In economic affairs, Nakasone's most notable policy was his privatisation initiative, which led to the breakup of Japan National Railways into the modern Japan Railways Group (JR). This led to 80,000 redundancies, unheard of in Japan until that point. He also privatized Nippon Telegraph and Telephone Public Corporation and Japan Tobacco and Salt Public Corporation to create Nippon Telegraph and Telephone Corporation (NTT) and Japan Tobacco Inc. (JT). The privatization of the three public corporations reduced the number of employees and significantly improved ordinary income per employee, productivity, and sales. According to a report by Japan Institute for Labour Policy and Training, 20 years after the privatization of NTT and JT and 16 years after the privatization of JR, the number of employees was reduced to 35% for JT, 65% for NTT and 70% for JR. In addition, NTT, JT and JR increased their ordinary income by 8 times, 5.5 times and 3 times, respectively. The productivity of NTT, JT and JR increased 3 times, 2.5 times and 1.5 times, respectively. Sales at NTT and JR increased 2.2 times and 1.2 times, respectively. Nakasone wrote of his economic reforms:

I was carrying out a kind of "improvement" of Japan's structure. For 110 years, ever since the Meiji restoration, Japan had been striving to catch up with America and Britain. In the 1970s we did catch up. Beyond that point the [state's] regulations only stand in the way of the growth of the economy. If government officials have too much power, the private sector of the economy will not grow. We had to change the system.

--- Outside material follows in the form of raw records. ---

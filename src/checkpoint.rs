//! 체크포인트 저장소와 트랜잭션 경계 추적

use crate::error::{BoxError, Result};
use crate::gtid::GtidSet;
use crate::offset::{BinlogPosition, Checkpoint};
use parking_lot::Mutex;
use std::sync::Arc;
use uuid::Uuid;

/// 체크포인트 영속화 인터페이스
///
/// 체크포인트는 `gtid:...` 또는 `file:...:...` 형식의 불투명 문자열로 주고받는다.
pub trait Checkpointer: Send {
    fn load_last_checkpoint(&mut self) -> std::result::Result<Option<String>, BoxError>;

    fn save_checkpoint(&mut self, checkpoint: &str) -> std::result::Result<(), BoxError>;
}

impl<T: Checkpointer + ?Sized> Checkpointer for Box<T> {
    fn load_last_checkpoint(&mut self) -> std::result::Result<Option<String>, BoxError> {
        (**self).load_last_checkpoint()
    }

    fn save_checkpoint(&mut self, checkpoint: &str) -> std::result::Result<(), BoxError> {
        (**self).save_checkpoint(checkpoint)
    }
}

#[derive(Debug, Default)]
struct MemoryState {
    last: Option<String>,
    saved: Vec<String>,
}

/// 메모리 기반 Checkpointer. clone 끼리 상태를 공유한다.
#[derive(Debug, Clone, Default)]
pub struct MemoryCheckpointer {
    state: Arc<Mutex<MemoryState>>,
}

impl MemoryCheckpointer {
    pub fn new() -> Self {
        Self::default()
    }

    /// 이미 저장된 체크포인트가 있는 상태로 시작
    pub fn with_checkpoint(checkpoint: impl Into<String>) -> Self {
        let checkpointer = Self::default();
        checkpointer.state.lock().last = Some(checkpoint.into());
        checkpointer
    }

    pub fn last(&self) -> Option<String> {
        self.state.lock().last.clone()
    }

    /// 지금까지 save 된 체크포인트 (순서대로)
    pub fn saved(&self) -> Vec<String> {
        self.state.lock().saved.clone()
    }
}

impl Checkpointer for MemoryCheckpointer {
    fn load_last_checkpoint(&mut self) -> std::result::Result<Option<String>, BoxError> {
        Ok(self.state.lock().last.clone())
    }

    fn save_checkpoint(&mut self, checkpoint: &str) -> std::result::Result<(), BoxError> {
        let mut state = self.state.lock();
        state.last = Some(checkpoint.to_string());
        state.saved.push(checkpoint.to_string());
        Ok(())
    }
}

/// 마지막으로 커밋된 트랜잭션 경계 추적
///
/// 진행 중인 트랜잭션의 GTID 는 커밋 이벤트가 올 때까지 집합에 넣지 않으며,
/// 파일 위치도 커밋 이벤트의 next_pos 로만 전진한다.
#[derive(Debug, Clone)]
pub struct CheckpointTracker {
    current: Checkpoint,
    rendered: String,
    pending_gtid: Option<(Uuid, u64)>,
    last_saved: Option<String>,
}

impl CheckpointTracker {
    /// `last_saved` 는 Checkpointer 에서 읽어온 값 (같은 값은 다시 저장하지 않음)
    pub fn new(start: Checkpoint, last_saved: Option<String>) -> Self {
        let rendered = start.to_string();
        CheckpointTracker {
            current: start,
            rendered,
            pending_gtid: None,
            last_saved,
        }
    }

    pub fn current(&self) -> &Checkpoint {
        &self.current
    }

    /// 이벤트에 붙일 체크포인트 문자열
    pub fn checkpoint(&self) -> &str {
        &self.rendered
    }

    /// 트랜잭션 시작 (GTID_LOG_EVENT)
    pub fn on_gtid(&mut self, uuid: Uuid, sequence: u64) {
        self.pending_gtid = Some((uuid, sequence));
    }

    /// XID 또는 트랜잭션을 끝내는 QUERY 이벤트
    pub fn on_commit(&mut self, next_pos: u64) -> Result<()> {
        match &mut self.current {
            Checkpoint::Gtid(set) => {
                if let Some((uuid, sequence)) = self.pending_gtid.take() {
                    set.add(uuid, sequence)?;
                }
            }
            Checkpoint::File(position) => {
                // 아티피셜 이벤트는 next_pos 가 0
                if next_pos > 0 {
                    position.position = next_pos;
                }
            }
        }
        self.render();
        Ok(())
    }

    /// ROTATE 이벤트. 파일 모드에서만 위치가 바뀐다.
    pub fn on_rotate(&mut self, filename: &str, position: u64) {
        if let Checkpoint::File(current) = &mut self.current {
            *current = BinlogPosition::new(filename, position);
            self.render();
        }
    }

    /// 마지막 저장 이후 달라졌다면 저장할 값을 돌려준다
    pub fn take_unsaved(&mut self) -> Option<String> {
        if self.last_saved.as_deref() == Some(self.rendered.as_str()) {
            return None;
        }
        self.last_saved = Some(self.rendered.clone());
        Some(self.rendered.clone())
    }

    fn render(&mut self) {
        self.rendered = self.current.to_string();
    }
}

impl Default for CheckpointTracker {
    fn default() -> Self {
        CheckpointTracker::new(Checkpoint::Gtid(GtidSet::new()), None)
    }
}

For the first time in Japan's post-war history, bureaucrats lost their leading role. In 1985, Nakasone appointed the former Governor of the Bank of Japan, Haruo Maekawa, to head a commission on Japan's economic future. In 1986, the Commission recommended that Japan should grow not through exports (which were angering Japan's trading partners) but from within. Nakasone advised the Japanese public to purchase foreign imports; in a well-publicised shopping trip, he bought an American tennis racket, an Italian tie and a French shirt. He said: "Japan is like a mah-jong player who always wins. Sooner or later the other players will decide that they do not want to play with him". The Japanese public were skeptical but the Commission created a good impression abroad, especially in America, where the Under Secretary of State for Economic Affairs W. Allen Wallis called it a watershed in Japan's post-war economic policy.

Nakasone also became known for having a nationalist attitude and for wanting to stimulate ethnic pride amongst the Japanese. He was an adherent to the nihonjinron theory that claims Japan is incomparably different from the rest of the world. Influenced by Japanese philosopher Tetsuro Watsuji, Nakasone believed that Japan's "monsoon culture" inspired a special Japanese compassion, unlike the desert culture of the Middle East that produced the Judeo-Christian "An eye for an eye, a tooth for a tooth". In a speech in 1986, Nakasone said it was Japan's international mission to spread the monsoon culture abroad.

On 15 August 1985, the fortieth anniversary of Japan's surrender, Nakasone and his Cabinet visited the Yasukuni Shrine, where Japan's war casualties - including convicted war criminals - were buried, in full mourning dress. This had great symbolic significance as he visited the shrine in his official capacity, intending to reassert the Japanese government's respect for the spirits of the ancestors killed in battle, including those who died in World War II. This turned out however to be a controversial move which was heavily criticised by the Chinese Government (including in its newspaper, People's Daily) and led to angry demonstrations in Beijing. It was also attacked by opponents at home for violating the Constitution's separation of religion and state. Nakasone defended his actions by saying, "The true defence of Japan ... becomes possible only through the combination of liberty-loving peoples who are equal to each other ... The manner is desired to be based on self-determination of the race". He also said, "It is considered progressive to criticise pre-war Japan for its faults and defects, but I firmly oppose such a notion. A nation is still a nation whether it wins or loses a war".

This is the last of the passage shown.